- **RECORDS TO PROCESS**:
/// Application context and dependency injection
use crate::{
    account::AccountManager,
    config::ServerConfig,
    credentials::CredentialVerifier,
    db::{self, resources::ResourceStore},
    error::{ApiError, ApiResult},
    object_store::{DiskObjectStore, ObjectStore},
    relations::{RelationEngine, WatchHistory},
    session::SessionTransport,
    token::TokenService,
};
use sqlx::SqlitePool;
use std::sync::Arc;

/// Application context holding all shared services
#[derive(Clone)]
pub struct AppContext {
    pub config: Arc<ServerConfig>,
    pub db: SqlitePool,
    pub account_manager: Arc<AccountManager>,
    pub tokens: Arc<TokenService>,
    pub session: Arc<SessionTransport>,
    pub resources: Arc<ResourceStore>,
    pub relations: Arc<RelationEngine>,
    pub watch_history: Arc<WatchHistory>,
    pub object_store: Arc<dyn ObjectStore>,
}

impl AppContext {
    /// Create a new application context from configuration
    pub async fn new(config: ServerConfig) -> ApiResult<Self> {
        config.validate()?;

        Self::ensure_directories(&config).await?;

        let db = db::create_pool(&config.storage.database_path, db::DatabaseOptions::default())
            .await?;
        db::run_migrations(&db).await?;
        db::test_connection(&db).await?;

        tracing::info!("Database ready at {:?}", config.storage.database_path);

        Self::with_pool(config, db)
    }

    /// Wire every service onto an already migrated pool
    pub fn with_pool(config: ServerConfig, db: SqlitePool) -> ApiResult<Self> {
        config.validate()?;

        let credentials = CredentialVerifier::new(&config.authentication.password_hash)?;
        let tokens = Arc::new(TokenService::new(db.clone(), &config.authentication)?);
        let session = Arc::new(SessionTransport::new(&config.session)?);
        let relations = Arc::new(RelationEngine::new(db.clone()));
        let watch_history = Arc::new(WatchHistory::new(db.clone()));
        let resources = Arc::new(ResourceStore::new(db.clone()));
        let object_store: Arc<dyn ObjectStore> = Arc::new(DiskObjectStore::new(
            config.storage.media_directory.clone(),
        ));

        let account_manager = Arc::new(AccountManager::new(
            db.clone(),
            credentials,
            tokens.clone(),
            relations.clone(),
        ));

        Ok(Self {
            config: Arc::new(config),
            db,
            account_manager,
            tokens,
            session,
            resources,
            relations,
            watch_history,
            object_store,
        })
    }

    /// Ensure required directories exist
    async fn ensure_directories(config: &ServerConfig) -> ApiResult<()> {
        let dirs = vec![
            &config.storage.data_directory,
            &config.storage.media_directory,
        ];

        for dir in dirs {
            if !dir.exists() {
                tokio::fs::create_dir_all(dir).await.map_err(|e| {
                    ApiError::Internal(format!("Failed to create directory {:?}: {}", dir, e))
                })?;
            }
        }

        Ok(())
    }

    /// Get service URL
    pub fn service_url(&self) -> String {
        format!(
            "http://{}:{}",
            self.config.service.host, self.config.service.port
        )
    }

    /// Context over an in-memory database with media under `media_directory`
    #[cfg(test)]
    pub async fn for_tests(media_directory: std::path::PathBuf) -> Self {
        let mut config = ServerConfig::for_tests();
        config.storage.media_directory = media_directory;

        Self::with_pool(config, db::test_pool().await).unwrap()
    }
}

- **TASK DIRECTIONS**: Keep both end lines and retype everything in the records above from the line containing "pub fn with_pool(config: ServerConfig, db: SqlitePool)" through the line containing "pub async fn for_tests(media_directory: std::path::PathBuf)", exactly, with nothing else.

- **WRITTEN ANSWER**:
    pub fn with_pool(config: ServerConfig, db: SqlitePool) -> ApiResult<Self> {
        config.validate()?;

        let credentials = CredentialVerifier::new(&config.authentication.password_hash)?;
        let tokens = Arc::new(TokenService::new(db.clone(), &config.authentication)?);
        let session = Arc::new(SessionTransport::new(&config.session)?);
        let relations = Arc::new(RelationEngine::new(db.clone()));
        let watch_history = Arc::new(WatchHistory::new(db.clone()));
        let resources = Arc::new(ResourceStore::new(db.clone()));
        let object_store: Arc<dyn ObjectStore> = Arc::new(DiskObjectStore::new(
            config.storage.media_directory.clone(),
        ));

        let account_manager = Arc::new(AccountManager::new(
            db.clone(),
            credentials,
            tokens.clone(),
            relations.clone(),
        ));

        Ok(Self {
            config: Arc::new(config),
            db,
            account_manager,
            tokens,
            session,
            resources,
            relations,
            watch_history,
            object_store,
        })
    }

    /// Ensure required directories exist
    async fn ensure_directories(config: &ServerConfig) -> ApiResult<()> {
        let dirs = vec![
            &config.storage.data_directory,
            &config.storage.media_directory,
        ];

        for dir in dirs {
            if !dir.exists() {
                tokio::fs::create_dir_all(dir).await.map_err(|e| {
                    ApiError::Internal(format!("Failed to create directory {:?}: {}", dir, e))
                })?;
            }
        }

        Ok(())
    }

    /// Get service URL
    pub fn service_url(&self) -> String {
        format!(
            "http://{}:{}",
            self.config.service.host, self.config.service.port
        )
    }

    /// Context over an in-memory database with media under `media_directory`
    #[cfg(test)]
    pub async fn for_tests(media_directory: std::path::PathBuf) -> Self {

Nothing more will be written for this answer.